During the three-year project, there were 40 events and activities across the four sites, ranging from workshops to arts activities and tips printed in church bulletins. The research team was also busy, making 27 presentations across Canada and internationally about the project. They have had two academic publications about the project and are working on six more. There are also infographics and videos. Nine “toolkits” are designed to help other communities create programs for end of life. A magazine-format publication on the project for the public will be available soon.

For more about the many resources generated through the project, see Healthy End of Life Project (HELP) Ottawa.

Keep on HELPing

The HELP Ottawa project is meant to be just the beginning, says Barrett. From the four pilot sites, the HELP concept can be adopted in other local community organizations — in Ottawa and across Canada — and adapted to their specific needs.

Barrett says the next direction is not yet clear. “Do you go deep or do you broaden? The answer is probably ‘both.’ We can replicate the project at other sites. And there are interesting models that would involve going further, looking at the relationship between the health care system and communities.”

The project research team are planning community forums at each of the pilot sites, and a “summit” meeting in 2024, thanks to a grant from the Social Sciences and Humanities Research Council. Van Vliet says one of the project’s goals is to keep HELP going where it has taken root. “How does it continue after the research portion has officially ended?”

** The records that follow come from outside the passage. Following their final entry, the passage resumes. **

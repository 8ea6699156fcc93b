//! Tokenizing and matching an argument vector against a schema.

use crate::error::{Disposition, ErrorContext, ErrorPolicy, ExitOnError, ParseError};
use crate::help::render_help;
use crate::reference::capture;
use crate::result::ParseResult;
use crate::schema::{default_help_handler, OptionKind, Schema};
use crate::store::Store;
use crate::value::{coerce, FsLoader, ResourceLoader};
use std::any::Any;
use tracing::{debug, trace};

/// A configured parse of one argument vector.
///
/// Element 0 of the arguments is the program name and is never matched.
/// [`Parse::run`] consumes the value, so the state it builds is used for
/// exactly one parse.
pub struct Parse<'s, 'c> {
    schema: &'s Schema,
    args: Vec<String>,
    policy: Box<dyn ErrorPolicy + 'c>,
    loader: &'c dyn ResourceLoader,
    context: Option<&'c mut dyn Any>,
}

impl<'s, 'c> Parse<'s, 'c> {
    pub fn new<I, S>(schema: &'s Schema, args: I) -> Self
    where
        I: IntoIterator<Item = S>,
        S: Into<String>,
    {
        Self {
            schema,
            args: args.into_iter().map(Into::into).collect(),
            policy: Box::new(ExitOnError),
            loader: &FsLoader,
            context: None,
        }
    }

    /// Replace the default [`ExitOnError`] policy.
    pub fn policy(mut self, policy: impl ErrorPolicy + 'c) -> Self {
        self.policy = Box::new(policy);
        self
    }

    /// Loader used for file-typed options. Defaults to [`FsLoader`].
    pub fn loader(mut self, loader: &'c dyn ResourceLoader) -> Self {
        self.loader = loader;
        self
    }

    /// Context handed to every callback option.
    pub fn context(mut self, context: &'c mut dyn Any) -> Self {
        self.context = Some(context);
        self
    }

    /// Run the parse.
    ///
    /// Returns the error the policy aborted on, if any. Errors the policy
    /// chose to continue past leave the affected options unset.
    pub fn run(self) -> Result<ParseResult<'s>, ParseError> {
        let mut state = ParseState {
            schema: self.schema,
            store: Store::for_schema(self.schema),
            args: self.args,
            cursor: 1,
            policy: self.policy,
            loader: self.loader,
            context: self.context,
            aborted: None,
            unprocessed: Vec::new(),
        };
        state.parse();

        match state.aborted {
            Some(error) => Err(error),
            None => {
                let program = state.args.into_iter().next().unwrap_or_default();
                Ok(ParseResult::new(
                    state.schema,
                    program,
                    state.store,
                    state.unprocessed,
                ))
            }
        }
    }
}

/// Mutable state of a single parse.
struct ParseState<'s, 'c> {
    schema: &'s Schema,
    store: Store,
    args: Vec<String>,
    cursor: usize,
    policy: Box<dyn ErrorPolicy + 'c>,
    loader: &'c dyn ResourceLoader,
    context: Option<&'c mut dyn Any>,
    aborted: Option<ParseError>,
    unprocessed: Vec<String>,
}

impl ParseState<'_, '_> {
    fn parse(&mut self) {
        while self.cursor < self.args.len() {
            let token = self.args[self.cursor].clone();

            if let Some(index) = self.stop_sentinel(&token) {
                self.store.mark_found(index);
                self.unprocessed = self.args[self.cursor + 1..].to_vec();
                debug!(
                    sentinel = %token,
                    unprocessed = self.unprocessed.len(),
                    "stop sentinel reached"
                );
                break;
            }

            if !self.handle_named(&token) && !self.handle_positional(&token) {
                self.report(ParseError::UnrecognizedOption(token));
            }

            if self.aborted.is_some() {
                return;
            }
            self.cursor += 1;
        }

        self.validate_required();
    }

    fn stop_sentinel(&self, token: &str) -> Option<usize> {
        self.schema
            .iter()
            .position(|spec| spec.is_stop_parsing() && spec.name() == token)
    }

    /// Try every non-positional option in declaration order; first match wins.
    ///
    /// Returns `true` if the token belonged to an option, even when handling
    /// it raised an error.
    fn handle_named(&mut self, token: &str) -> bool {
        let schema = self.schema;
        for (index, spec) in schema.iter().enumerate() {
            if spec.is_positional() || spec.is_stop_parsing() {
                continue;
            }
            let name = spec.name();
            if !token.starts_with(name) {
                continue;
            }

            if !spec.takes_argument() {
                // `--verbose` must not claim `--verbose-extra`
                if token != name {
                    continue;
                }
                self.dispatch(index, token, token, None);
                return true;
            }

            if token.len() > name.len() {
                let rest = &token[name.len()..];
                let (matched, value) = if let Some(value) = rest.strip_prefix('=') {
                    (&token[..=name.len()], value)
                } else if spec.is_short() {
                    (name, rest)
                } else {
                    continue;
                };
                self.dispatch(index, token, matched, Some(value.to_string()));
                return true;
            }

            if self.cursor + 1 >= self.args.len() {
                self.report(ParseError::MissingArgument(token.to_string()));
                return true;
            }
            self.cursor += 1;
            let value = self.args[self.cursor].clone();
            self.dispatch(index, token, token, Some(value));
            return true;
        }
        false
    }

    /// Give the token to the first positional that can still take a value.
    fn handle_positional(&mut self, token: &str) -> bool {
        let schema = self.schema;
        for (index, spec) in schema.iter().enumerate() {
            if !spec.is_positional() {
                continue;
            }
            if !spec.is_multiple() && self.store.is_found(index) {
                continue;
            }
            self.dispatch(index, token, spec.name(), Some(token.to_string()));
            return true;
        }
        false
    }

    /// Apply one match. `token` is the argument that named the option,
    /// `matched` the name as written in it and `raw` the value, if any.
    fn dispatch(&mut self, index: usize, token: &str, matched: &str, raw: Option<String>) {
        let schema = self.schema;
        let spec = schema.spec_at(index);
        trace!(option = spec.name(), matched, value = ?raw, "matched option");

        match spec.kind() {
            OptionKind::Callback { callback, .. } => {
                self.store.mark_found(index);
                let mut unit = ();
                let context: &mut dyn Any = match self.context.as_deref_mut() {
                    Some(context) => context,
                    None => &mut unit,
                };
                callback(context, matched, raw.as_deref());
            }
            OptionKind::Help(handler) => {
                self.store.mark_found(index);
                let program = self.args.first().map(String::as_str).unwrap_or_default();
                let help = render_help(schema);
                match handler {
                    Some(handler) => handler(program, &help),
                    None => default_help_handler(program, &help),
                }
            }
            OptionKind::Flag => {
                if self.store.is_found(index) && !spec.is_overridable() {
                    self.report(ParseError::DuplicateOption(token.to_string()));
                    return;
                }
                self.store.mark_found(index);
            }
            OptionKind::StopParsing => {}
            OptionKind::Value { .. } | OptionKind::Positional => {
                if self.store.is_found(index) && !spec.is_multiple() && !spec.is_overridable() {
                    self.report(ParseError::DuplicateOption(token.to_string()));
                    return;
                }

                let raw = raw.unwrap_or_default();
                match coerce(spec.name(), &raw, spec.value_type(), self.loader) {
                    Ok(value) => {
                        let value = capture(schema, &self.store, spec, value);
                        self.store.write(index, value);
                    }
                    Err(error) => self.report(error),
                }
            }
        }
    }

    /// Required options that were never matched.
    fn validate_required(&mut self) {
        let schema = self.schema;
        for (index, spec) in schema.iter().enumerate() {
            if spec.is_required() && !self.store.is_found(index) {
                self.report(ParseError::MissingRequiredOption(spec.name().to_string()));
                if self.aborted.is_some() {
                    return;
                }
            }
        }
    }

    /// Route an error through the policy.
    fn report(&mut self, error: ParseError) {
        let context = ErrorContext {
            program: self.args.first().map(String::as_str).unwrap_or_default(),
            schema: self.schema,
        };
        let disposition = self.policy.on_error(&error, &context);
        debug!(%error, ?disposition, "parse error");
        if disposition == Disposition::Abort && self.aborted.is_none() {
            self.aborted = Some(error);
        }
    }
}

Part of the answer is what is often called “knowledge mobilization” — disseminating the learning from the project beyond the project sites and organizations, fostering action.

At Christ Church, Hubbard says the project has worked to “raise awareness and break down barriers in talking about harder stuff.” Now, at children’s program, community members consider whether children have suffered significant loss. At a pancake supper, members consider whether anyone coming might need people to check in with them. She says this type of caring “is something that we’ve always done, but it has put a spotlight on it.” And it’s not an issue separate from other things the church does. “It’s all of our work.”